───── Exercise material ─────

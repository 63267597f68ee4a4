//! Flux layer errors.

use thiserror::Error;

#[derive(Debug, Clone, Copy, PartialEq, Eq, Error)]
pub enum FluxError {
    /// An action was dispatched while subscribers were being notified.
    /// Cascading dispatches are refused; the notified view must dispatch from
    /// a later user interaction instead.
    #[error("cannot dispatch {action} while notifying subscribers")]
    DispatchDuringNotification { action: &'static str },

    /// The stores are held by an ongoing read or notification pass.
    #[error("stores are busy")]
    StoresBusy,
}
//! The account's most recent order.

use vitrine_core::Order;

use super::request::LatestRequest;
use crate::flux::{Action, RequestId, Store, StoreId};

/// Holds the signed-in account's last order.
///
/// Same fetch discipline as [`AccountStore`](super::AccountStore): only the
/// latest requested response is applied.
#[derive(Debug, Default)]
pub struct OrdersStore {
    last_order: Option<Order>,
    request: LatestRequest,
}

impl OrdersStore {
    /// The most recent order, or `None` before any order was placed.
    #[must_use]
    pub const fn last_order(&self) -> Option<&Order> {
        self.last_order.as_ref()
    }

    #[must_use]
    pub const fn is_loading(&self) -> bool {
        self.request.is_loading()
    }

    #[must_use]
    pub const fn latest_request(&self) -> Option<RequestId> {
        self.request.latest()
    }
}

impl Store for OrdersStore {
    const ID: StoreId = StoreId::Orders;

    fn handle(&mut self, action: &Action) -> bool {
        match action {
            Action::LastOrderRequested { request } => {
                self.request.start(*request);
                true
            }
            Action::LastOrderReceived { request, order } => {
                if !self.request.settle(*request, "last order") {
                    return false;
                }
                self.last_order.clone_from(order);
                true
            }
            Action::LastOrderFailed { request, .. } => self.request.settle(*request, "last order"),
            _ => false,
        }
    }
}
//! Procedural facade consumed by the transport layer.

use super::{
    queries::TodoQueries,
    registry::{TodoRegistry, TodoServiceResult},
};
use crate::todo::{
    domain::{Todo, TodoId, UpdateTodo},
    ports::TodoStore,
};
use mockable::Clock;
use std::sync::Arc;

/// Thin procedural boundary over the registry and query engine.
///
/// Every method delegates directly; the facade performs no business logic
/// of its own. The transport collaborator maps [`TodoServiceError`]
/// variants onto its own response representation.
///
/// [`TodoServiceError`]: super::TodoServiceError
#[derive(Clone)]
pub struct TodoService<S, C>
where
    S: TodoStore,
    C: Clock + Send + Sync,
{
    registry: Arc<TodoRegistry<S>>,
    queries: TodoQueries<S, C>,
}

impl<S, C> TodoService<S, C>
where
    S: TodoStore,
    C: Clock + Send + Sync,
{
    /// Creates a service with an empty registry over the given store.
    #[must_use]
    pub fn new(store: Arc<S>, clock: Arc<C>) -> Self {
        Self::with_registry(Arc::new(TodoRegistry::new(store)), clock)
    }

    /// Creates a service whose registry is rebuilt from stored rows.
    ///
    /// # Errors
    ///
    /// Returns [`TodoServiceError::Store`] when the store read fails.
    ///
    /// [`TodoServiceError::Store`]: super::TodoServiceError::Store
    pub async fn restore(store: Arc<S>, clock: Arc<C>) -> TodoServiceResult<Self> {
        let registry = Arc::new(TodoRegistry::restore(store).await?);
        Ok(Self::with_registry(registry, clock))
    }

    fn with_registry(registry: Arc<TodoRegistry<S>>, clock: Arc<C>) -> Self {
        let queries = TodoQueries::new(Arc::clone(&registry), clock);
        Self { registry, queries }
    }

    /// Lists all todos in creation order.
    pub async fn list_tasks(&self) -> Vec<Todo> {
        self.registry.list().await
    }

    /// Creates a todo from raw description, due date, and status text.
    ///
    /// # Errors
    ///
    /// Propagates registry errors; see [`TodoRegistry::create`].
    pub async fn create_task(
        &self,
        description: impl Into<String> + Send,
        due_raw: &str,
        status_raw: &str,
    ) -> TodoServiceResult<Todo> {
        self.registry.create(description, due_raw, status_raw).await
    }

    /// Fetches one todo by identifier.
    ///
    /// # Errors
    ///
    /// Propagates registry errors; see [`TodoRegistry::get`].
    pub async fn get_task(&self, id: TodoId) -> TodoServiceResult<Todo> {
        self.registry.get(id).await
    }

    /// Replaces a todo's supplied fields by identifier.
    ///
    /// # Errors
    ///
    /// Propagates registry errors; see [`TodoRegistry::update`].
    pub async fn update_task(&self, id: TodoId, update: UpdateTodo) -> TodoServiceResult<Todo> {
        self.registry.update(id, update).await
    }

    /// Deletes one todo by identifier.
    ///
    /// # Errors
    ///
    /// Propagates registry errors; see [`TodoRegistry::delete`].
    pub async fn delete_task(&self, id: TodoId) -> TodoServiceResult<()> {
        self.registry.delete(id).await
    }

    /// Sets a todo's status verbatim by identifier.
    ///
    /// # Errors
    ///
    /// Propagates registry errors; see [`TodoRegistry::change_status`].
    pub async fn set_status(
        &self,
        id: TodoId,
        status_raw: impl Into<String> + Send,
    ) -> TodoServiceResult<Todo> {
        self.registry.change_status(id, status_raw).await
    }

    /// Lists overdue todos.
    ///
    /// # Errors
    ///
    /// Propagates query errors; see [`TodoQueries::overdue`].
    pub async fn list_overdue(&self) -> TodoServiceResult<Vec<Todo>> {
        self.queries.overdue().await
    }

    /// Lists finished todos.
    ///
    /// # Errors
    ///
    /// Propagates query errors; see [`TodoQueries::finished`].
    pub async fn list_finished(&self) -> TodoServiceResult<Vec<Todo>> {
        self.queries.finished().await
    }

    /// Lists todos due on the given date.
    ///
    /// # Errors
    ///
    /// Propagates query errors; see [`TodoQueries::due_on`].
    pub async fn list_due_on(&self, date_raw: &str) -> TodoServiceResult<Vec<Todo>> {
        self.queries.due_on(date_raw).await
    }

    /// Removes every todo from the store and registry.
    ///
    /// # Errors
    ///
    /// Propagates registry errors; see [`TodoRegistry::clear`].
    pub async fn clear_tasks(&self) -> TodoServiceResult<()> {
        self.registry.clear().await
    }
}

─────

Go through the data and show each line that holds "read".

> [Answer to this problem]:
    /// The stores are held by an ongoing read or notification pass.
    /// Returns [`TodoServiceError::Store`] when the store read fails.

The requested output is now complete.